People in Wisconsin who enjoy a burger and a pint can back the type of place they would like to spend an evening at up to $10,000 each year. With ownership now consisting of more than just an emotional tie, CraftFund is counting on these instant advocates creating momentum leading to successful restaurant operators and fair ROI for supporters.
And what better place than Wisconsin, which was the first state to embrace intrastate crowdfunding, thanks in part to the efforts of entrepreneurs like Mr. Dupee.
“I quickly became disenchanted with JOBS Act Title III and turned my focus to working with the state legislature on a Wisconsin solution. Wisconsin was the first state to create a state exemption through the legislative process. To me, a state exemption makes a lot of sense for us because most of the investments on our site will be local investments.
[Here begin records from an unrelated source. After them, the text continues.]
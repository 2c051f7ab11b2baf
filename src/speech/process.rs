use std::collections::HashMap;
use std::process::Stdio;

use tokio::process::Command;
use tokio::sync::{mpsc, oneshot};
use tracing::debug;

use super::{SpeechEngine, SpeechEvent, SpeechEventKind, Utterance, UtteranceId};
use crate::errors::AppError;

/// Speaks through an external TTS command (`espeak-ng` by default), invoked
/// as `<program> -v <voice> -- <text>`. Must be used inside a tokio runtime.
pub struct ProcessSpeechEngine {
    program: String,
    events: mpsc::UnboundedSender<SpeechEvent>,
    running: HashMap<UtteranceId, oneshot::Sender<()>>,
}

impl ProcessSpeechEngine {
    pub fn new(program: impl Into<String>) -> (Self, mpsc::UnboundedReceiver<SpeechEvent>) {
        let (events, rx) = mpsc::unbounded_channel();
        let engine = Self { program: program.into(), events, running: HashMap::new() };
        (engine, rx)
    }
}

/// espeak voices are lowercase; only English needs the region.
fn voice_arg(voice: &str) -> String {
    match voice {
        "en-US" => "en-us".to_string(),
        other => other.split('-').next().unwrap_or(other).to_lowercase(),
    }
}

impl SpeechEngine for ProcessSpeechEngine {
    fn speak(&mut self, utterance: &Utterance) -> Result<(), AppError> {
        self.running.retain(|_, cancel| !cancel.is_closed());

        let mut child = Command::new(&self.program)
            .arg("-v")
            .arg(voice_arg(utterance.voice))
            // Replies often open with a "- " bullet.
            .arg("--")
            .arg(&utterance.text)
            .stdout(Stdio::null())
            .stderr(Stdio::null())
            .kill_on_drop(true)
            .spawn()
            .map_err(|e| AppError::speech(format!("failed to start {}: {e}", self.program)))?;

        let (cancel_tx, cancel_rx) = oneshot::channel::<()>();
        self.running.insert(utterance.id, cancel_tx);

        let events = self.events.clone();
        let utterance_id = utterance.id;
        tokio::spawn(async move {
            let finished = tokio::select! {
                status = child.wait() => Some(status),
                _ = cancel_rx => None,
            };
            let kind = match finished {
                Some(Ok(s)) if s.success() => SpeechEventKind::Done,
                Some(Ok(s)) => SpeechEventKind::Error(format!("speech command exited with {s}")),
                Some(Err(e)) => SpeechEventKind::Error(e.to_string()),
                None => {
                    let _ = child.kill().await;
                    SpeechEventKind::Stopped
                }
            };
            debug!("Utterance {utterance_id} finished: {kind:?}");
            let _ = events.send(SpeechEvent { utterance_id, kind });
        });
        Ok(())
    }

    fn stop(&mut self, utterance_id: UtteranceId) {
        if let Some(cancel) = self.running.remove(&utterance_id) {
            let _ = cancel.send(());
        }
    }
}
The new law has strong support from state and economic development agencies and an ecosystem is developing to position Wisconsin as a leader in equity crowdfunding.”
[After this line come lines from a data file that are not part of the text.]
use chrono::{DateTime, Utc};
use serde::{Deserialize, Serialize};

/// Display language of the app. The declaration order is the cycle order.
#[derive(Debug, Clone, Copy, Default, PartialEq, Eq, Hash, Serialize, Deserialize)]
#[serde(rename_all = "lowercase")]
pub enum Language {
    #[default]
    En,
    Te,
    Hi,
}

impl Language {
    pub const ALL: [Language; 3] = [Language::En, Language::Te, Language::Hi];

    pub fn as_str(&self) -> &'static str {
        match self {
            Language::En => "en",
            Language::Te => "te",
            Language::Hi => "hi",
        }
    }

    /// Exact-match lookup; anything other than `en`, `te` or `hi` is `None`.
    pub fn from_code(code: &str) -> Option<Language> {
        Language::ALL.into_iter().find(|l| l.as_str() == code)
    }

    /// BCP-47 tag handed to the speech engine.
    pub fn voice_tag(&self) -> &'static str {
        match self {
            Language::En => "en-US",
            Language::Te => "te-IN",
            Language::Hi => "hi-IN",
        }
    }

    pub fn next(&self) -> Language {
        let idx = Language::ALL.iter().position(|l| l == self).unwrap_or(0);
        Language::ALL[(idx + 1) % Language::ALL.len()]
    }
}

impl std::fmt::Display for Language {
    fn fmt(&self, f: &mut std::fmt::Formatter<'_>) -> std::fmt::Result {
        f.write_str(self.as_str())
    }
}

/// Lifecycle of a user turn. Assistant turns are always `Answered`.
#[derive(Debug, Clone, Copy, PartialEq, Eq, Serialize, Deserialize)]
#[serde(rename_all = "lowercase")]
pub enum Delivery {
    Pending,
    Answered,
    Failed,
}

#[derive(Debug, Clone, PartialEq, Serialize, Deserialize)]
pub struct Message {
    pub id: String,
    pub text: String,
    pub response_text: Option<String>,
    pub created_at: DateTime<Utc>,
    pub is_user_authored: bool,
    /// Id of the user turn this assistant turn answers. `None` for user turns
    /// and for the welcome message.
    pub in_reply_to: Option<String>,
    pub delivery: Delivery,
}

impl Message {
    pub fn user(text: String) -> Self {
        Self {
            id: format!("user-{}", uuid::Uuid::new_v4()),
            text,
            response_text: None,
            created_at: Utc::now(),
            is_user_authored: true,
            in_reply_to: None,
            delivery: Delivery::Pending,
        }
    }

    pub fn assistant(in_reply_to: Option<String>, text: String) -> Self {
        Self {
            id: format!("ai-{}", uuid::Uuid::new_v4()),
            text,
            response_text: None,
            created_at: Utc::now(),
            is_user_authored: false,
            in_reply_to,
            delivery: Delivery::Answered,
        }
    }

    pub fn is_pending(&self) -> bool {
        self.is_user_authored && self.delivery == Delivery::Pending
    }
}

// ── Wire types for the chat backend ──────────────────────────────────────────

/// Body of `POST /api/chat`.
#[derive(Debug, Clone, PartialEq, Serialize, Deserialize)]
pub struct ChatRequest {
    pub session_id: String,
    pub message: String,
    pub language: Language,
}

/// Reply of `POST /api/chat`. Only `response` is required.
#[derive(Debug, Clone, Deserialize)]
pub struct ChatReply {
    pub response: String,
    #[serde(default)]
    pub session_id: Option<String>,
    #[serde(default)]
    pub success: Option<bool>,
}

/// One stored exchange as returned by `GET /api/chat/history/{session_id}`.
#[derive(Debug, Clone, PartialEq, Deserialize)]
pub struct ChatRecord {
    #[serde(default)]
    pub id: Option<String>,
    pub session_id: String,
    pub message: String,
    #[serde(default)]
    pub language: Option<String>,
    #[serde(default)]
    pub response: Option<String>,
    #[serde(default)]
    pub timestamp: Option<String>,
}

#[derive(Debug, Clone, PartialEq, Deserialize)]
pub struct ChatHistory {
    pub session_id: String,
    #[serde(default)]
    pub messages: Vec<ChatRecord>,
}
Wisconsin is also known to possess a strong sense of community, and given the number of jobs which depend on the hospitality sector, the table was set, so to speak.
“Wisconsin is ranked as one of the top states for a buy local mentality,” Mr. Dupee explained. ” I think part of this is the importance of food and beverage industry in this state. Restaurants are the largest private sector employer. Wisconsin is also top ten in many food production categories and eighth in breweries per capita. But also the concept of community ownership is already entrenched in this state where its most beloved professional sports team(the Green Bay Packers) is owned by fans.”
People wishing to participate with CraftFund need to create an online investor account and prove they reside in Wisconsin before they can see offerings. Each individual can invest up to $10,000 in Wisconsin companies, with those funds residing in escrow in a state bank until the minimum is reached.
CraftFund is another example of crowdfunding with community benefit, where people can yes earn income, but where they can also contribute to a better community, whether it be by creating jobs, countering urban blight or by having a say in the type of atmosphere they live and work in. Mr. Dupee recognizes how scarce this opportunity is today.
“This will be one more way for people to direct the future of their communities. For the general public, this has typically taken the form of casting a vote in a ballot box. Now the general public can also vote with their wallets by literally investing in the future of their communities.”
This is one reason why crowdfunding has so quickly taken root, and why it is probably not going anywhere.
“This absolutely is part of equity crowdfunding’s appeal,” Mr. Dupee said. “The regulations that are making equity crowdfunding possible represent a change in decades old laws that have precluded people from investing in local companies they know and are passionate about.